§ **Provided data**

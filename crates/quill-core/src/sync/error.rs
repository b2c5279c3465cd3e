//! Sync session error taxonomy.

use thiserror::Error;

use super::profile::ProtocolKind;

/// Result type alias for sync operations
pub type SyncResult<T> = std::result::Result<T, SyncError>;

/// Errors that end a sync session.
///
/// Every variant is session-fatal and none is retried automatically. A
/// failed session never advances the profile checkpoint, so re-running it
/// re-delivers the same change window.
#[derive(Debug, Error)]
pub enum SyncError {
    /// The profile was handed to an adapter for a different protocol
    #[error("Profile uses protocol {actual} but the adapter handles {expected}")]
    ProfileMismatch {
        expected: ProtocolKind,
        actual: ProtocolKind,
    },

    /// The remote path or host cannot be reached
    #[error("Sync endpoint unavailable: {0}")]
    EndpointUnavailable(String),

    /// Connecting the adapter failed
    #[error("Failed to connect: {0}")]
    ConnectFailed(#[source] Box<SyncError>),

    /// The remote did not durably record every pushed change
    #[error("Push incomplete: {0}")]
    PushIncomplete(String),

    /// No adapter is registered for the profile's protocol
    #[error("No sync adapter registered for protocol {0}")]
    NoAdapterForProtocol(ProtocolKind),

    /// The profile failed validation
    #[error("Invalid sync profile configuration: {0}")]
    ConfigurationInvalid(String),

    /// Another session for the same profile is running
    #[error("A sync session for profile '{0}' is already running")]
    SessionInProgress(String),

    /// The local store failed while collecting or applying changes
    #[error("Local store error: {0}")]
    Store(#[from] crate::Error),
}

impl SyncError {
    /// The innermost error, looking through `ConnectFailed`.
    pub fn root_cause(&self) -> &Self {
        match self {
            Self::ConnectFailed(inner) => inner.root_cause(),
            other => other,
        }
    }
}

#[cfg(test)]
mod tests {
    use super::*;

    #[test]
    fn root_cause_unwraps_connect_failures() {
        let error = SyncError::ConnectFailed(Box::new(SyncError::EndpointUnavailable(
            "/media/usb0 is not mounted".to_string(),
        )));

        assert!(matches!(
            error.root_cause(),
            SyncError::EndpointUnavailable(_)
        ));
        assert!(error.to_string().contains("not mounted"));
    }
}
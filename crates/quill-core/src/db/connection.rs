//! Database connection management

use crate::error::Result;
use libsql::{Builder, Connection, Database as LibSqlDatabase};
use std::path::Path;

use super::migrations;

/// Database wrapper for a local libSQL file
pub struct Database {
    _db: LibSqlDatabase,
    conn: Connection,
}

impl Database {
    /// Open the database at the given path, creating it if it doesn't exist
    ///
    /// Runs migrations automatically.
    pub async fn open(path: impl AsRef<Path>) -> Result<Self> {
        let path_str = path.as_ref().to_string_lossy().to_string();
        let db = Builder::new_local(&path_str).build().await?;
        Self::from_database(db).await
    }

    /// Open an in-memory database (useful for testing)
    pub async fn open_in_memory() -> Result<Self> {
        let db = Builder::new_local(":memory:").build().await?;
        Self::from_database(db).await
    }

    async fn from_database(db: LibSqlDatabase) -> Result<Self> {
        let conn = db.connect()?;
        let database = Self { _db: db, conn };
        database.configure().await?;
        database.migrate().await?;
        Ok(database)
    }

    async fn configure(&self) -> Result<()> {
        // WAL is unavailable for in-memory databases
        self.conn
            .execute("PRAGMA journal_mode = WAL;", ())
            .await
            .ok();
        self.conn
            .execute("PRAGMA synchronous = NORMAL;", ())
            .await
            .ok();
        self.conn.execute("PRAGMA foreign_keys = ON;", ()).await?;
        Ok(())
    }

    async fn migrate(&self) -> Result<()> {
        migrations::run(&self.conn).await
    }

    /// Get a reference to the underlying connection
    pub const fn connection(&self) -> &Connection {
        &self.conn
    }

    /// Current schema version
    pub async fn schema_version(&self) -> Result<i32> {
        migrations::current_version(&self.conn).await
    }
}
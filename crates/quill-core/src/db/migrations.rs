//! Database migrations

use crate::error::Result;
use libsql::Connection;

/// Current schema version
const CURRENT_VERSION: i32 = 2;

/// Run all pending migrations
pub async fn run(conn: &Connection) -> Result<()> {
    let version = current_version(conn).await?;

    if version < 1 {
        migrate_v1(conn).await?;
    }
    if version < 2 {
        migrate_v2(conn).await?;
    }

    Ok(())
}

/// Get the current schema version
pub async fn current_version(conn: &Connection) -> Result<i32> {
    let mut rows = conn
        .query(
            "SELECT EXISTS(SELECT 1 FROM sqlite_master WHERE type='table' AND name='schema_version')",
            (),
        )
        .await?;

    let exists: bool = if let Some(row) = rows.next().await? {
        row.get::<i32>(0)? != 0
    } else {
        false
    };

    if !exists {
        return Ok(0);
    }

    let mut rows = conn
        .query("SELECT COALESCE(MAX(version), 0) FROM schema_version", ())
        .await?;

    let version: i32 = if let Some(row) = rows.next().await? {
        row.get(0)?
    } else {
        0
    };

    Ok(version)
}

/// Migration to version 1: entities, tombstones and settings
async fn migrate_v1(conn: &Connection) -> Result<()> {
    let statements = [
        "CREATE TABLE IF NOT EXISTS schema_version (
            version INTEGER PRIMARY KEY
        )",
        "CREATE TABLE IF NOT EXISTS folders (
            id TEXT PRIMARY KEY,
            name TEXT NOT NULL,
            parent_id TEXT,
            created_at INTEGER NOT NULL,
            updated_at INTEGER NOT NULL
        )",
        "CREATE INDEX IF NOT EXISTS idx_folders_parent ON folders(parent_id)",
        "CREATE INDEX IF NOT EXISTS idx_folders_updated ON folders(updated_at)",
        // folder_id is a soft reference: remote deletions may arrive before
        // the notes that pointed at the folder are moved
        "CREATE TABLE IF NOT EXISTS notes (
            id TEXT PRIMARY KEY,
            title TEXT NOT NULL,
            content TEXT NOT NULL,
            folder_id TEXT,
            created_at INTEGER NOT NULL,
            updated_at INTEGER NOT NULL
        )",
        "CREATE INDEX IF NOT EXISTS idx_notes_updated ON notes(updated_at DESC)",
        "CREATE INDEX IF NOT EXISTS idx_notes_folder ON notes(folder_id)",
        "CREATE TABLE IF NOT EXISTS media (
            id TEXT PRIMARY KEY,
            file_name TEXT NOT NULL,
            mime_type TEXT NOT NULL,
            size_bytes INTEGER NOT NULL,
            created_at INTEGER NOT NULL,
            updated_at INTEGER NOT NULL
        )",
        "CREATE INDEX IF NOT EXISTS idx_media_updated ON media(updated_at)",
        "CREATE TABLE IF NOT EXISTS tombstones (
            entity_kind TEXT NOT NULL,
            id TEXT NOT NULL,
            deleted_at INTEGER NOT NULL,
            PRIMARY KEY (entity_kind, id)
        )",
        "CREATE INDEX IF NOT EXISTS idx_tombstones_deleted ON tombstones(deleted_at)",
        "CREATE TABLE IF NOT EXISTS settings (
            key TEXT PRIMARY KEY,
            value TEXT NOT NULL
        )",
        "INSERT INTO schema_version (version) VALUES (1)",
    ];

    apply(conn, 1, &statements).await
}

/// Migration to version 2: sync checkpoints and the conflict log
async fn migrate_v2(conn: &Connection) -> Result<()> {
    let statements = [
        "CREATE TABLE IF NOT EXISTS sync_checkpoints (
            profile_id TEXT PRIMARY KEY,
            last_sync_at INTEGER NOT NULL
        )",
        "CREATE TABLE IF NOT EXISTS sync_conflicts (
            id INTEGER PRIMARY KEY AUTOINCREMENT,
            profile_id TEXT NOT NULL,
            entity_kind TEXT NOT NULL,
            entity_id TEXT NOT NULL,
            conflict_kind TEXT NOT NULL,
            local_change TEXT NOT NULL,
            remote_change TEXT NOT NULL,
            local_timestamp INTEGER NOT NULL,
            remote_timestamp INTEGER NOT NULL,
            resolution TEXT NOT NULL,
            resolved_at INTEGER NOT NULL
        )",
        "CREATE INDEX IF NOT EXISTS idx_sync_conflicts_entity ON sync_conflicts(entity_kind, entity_id)",
        "CREATE INDEX IF NOT EXISTS idx_sync_conflicts_resolved_at ON sync_conflicts(resolved_at DESC)",
        "INSERT INTO schema_version (version) VALUES (2)",
    ];

    apply(conn, 2, &statements).await
}

/// Run one migration's statements in a single transaction
async fn apply(conn: &Connection, version: i32, statements: &[&str]) -> Result<()> {
    // libsql doesn't have execute_batch, so we run each statement separately
    conn.execute("BEGIN TRANSACTION", ()).await?;

    for stmt in statements {
        if let Err(e) = conn.execute(stmt, ()).await {
            conn.execute("ROLLBACK", ()).await.ok();
            return Err(e.into());
        }
    }

    if let Err(e) = conn.execute("COMMIT", ()).await {
        conn.execute("ROLLBACK", ()).await.ok();
        return Err(e.into());
    }

    tracing::info!("Migrated database to version {version}");
    Ok(())
}

#[cfg(test)]
mod tests {
    use super::*;
    use libsql::Builder;

    async fn setup() -> Connection {
        let db = Builder::new_local(":memory:").build().await.unwrap();
        db.connect().unwrap()
    }

    async fn table_exists(conn: &Connection, name: &str) -> bool {
        let mut rows = conn
            .query(
                "SELECT EXISTS(
                    SELECT 1 FROM sqlite_master
                    WHERE type = 'table' AND name = ?1
                )",
                libsql::params![name],
            )
            .await
            .unwrap();

        rows.next()
            .await
            .unwrap()
            .is_some_and(|row| row.get::<i32>(0).unwrap() != 0)
    }

    #[tokio::test(flavor = "multi_thread")]
    async fn test_migrations() {
        let conn = setup().await;
        run(&conn).await.unwrap();

        let version = current_version(&conn).await.unwrap();
        assert_eq!(version, CURRENT_VERSION);
    }

    #[tokio::test(flavor = "multi_thread")]
    async fn test_migrations_idempotent() {
        let conn = setup().await;
        run(&conn).await.unwrap();
        run(&conn).await.unwrap(); // Should not fail

        let version = current_version(&conn).await.unwrap();
        assert_eq!(version, CURRENT_VERSION);
    }

    #[tokio::test(flavor = "multi_thread")]
    async fn test_all_tables_created() {
        let conn = setup().await;
        run(&conn).await.unwrap();

        for table in [
            "notes",
            "folders",
            "media",
            "tombstones",
            "settings",
            "sync_checkpoints",
            "sync_conflicts",
        ] {
            assert!(table_exists(&conn, table).await, "missing table {table}");
        }
    }
}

§ **Activity**
Taking the material above, extract exactly and only the lines from the line with "NOT EXISTS sync_conflicts" to the line with "async fn test_migrations()", inclusive of both.

§ **Response area**
        "CREATE TABLE IF NOT EXISTS sync_conflicts (
            id INTEGER PRIMARY KEY AUTOINCREMENT,
            profile_id TEXT NOT NULL,
            entity_kind TEXT NOT NULL,
            entity_id TEXT NOT NULL,
            conflict_kind TEXT NOT NULL,
            local_change TEXT NOT NULL,
            remote_change TEXT NOT NULL,
            local_timestamp INTEGER NOT NULL,
            remote_timestamp INTEGER NOT NULL,
            resolution TEXT NOT NULL,
            resolved_at INTEGER NOT NULL
        )",
        "CREATE INDEX IF NOT EXISTS idx_sync_conflicts_entity ON sync_conflicts(entity_kind, entity_id)",
        "CREATE INDEX IF NOT EXISTS idx_sync_conflicts_resolved_at ON sync_conflicts(resolved_at DESC)",
        "INSERT INTO schema_version (version) VALUES (2)",
    ];

    apply(conn, 2, &statements).await
}

/// Run one migration's statements in a single transaction
async fn apply(conn: &Connection, version: i32, statements: &[&str]) -> Result<()> {
    // libsql doesn't have execute_batch, so we run each statement separately
    conn.execute("BEGIN TRANSACTION", ()).await?;

    for stmt in statements {
        if let Err(e) = conn.execute(stmt, ()).await {
            conn.execute("ROLLBACK", ()).await.ok();
            return Err(e.into());
        }
    }

    if let Err(e) = conn.execute("COMMIT", ()).await {
        conn.execute("ROLLBACK", ()).await.ok();
        return Err(e.into());
    }

    tracing::info!("Migrated database to version {version}");
    Ok(())
}

#[cfg(test)]
mod tests {
    use super::*;
    use libsql::Builder;

    async fn setup() -> Connection {
        let db = Builder::new_local(":memory:").build().await.unwrap();
        db.connect().unwrap()
    }

    async fn table_exists(conn: &Connection, name: &str) -> bool {
        let mut rows = conn
            .query(
                "SELECT EXISTS(
                    SELECT 1 FROM sqlite_master
                    WHERE type = 'table' AND name = ?1
                )",
                libsql::params![name],
            )
            .await
            .unwrap();

        rows.next()
            .await
            .unwrap()
            .is_some_and(|row| row.get::<i32>(0).unwrap() != 0)
    }

    #[tokio::test(flavor = "multi_thread")]
    async fn test_migrations() {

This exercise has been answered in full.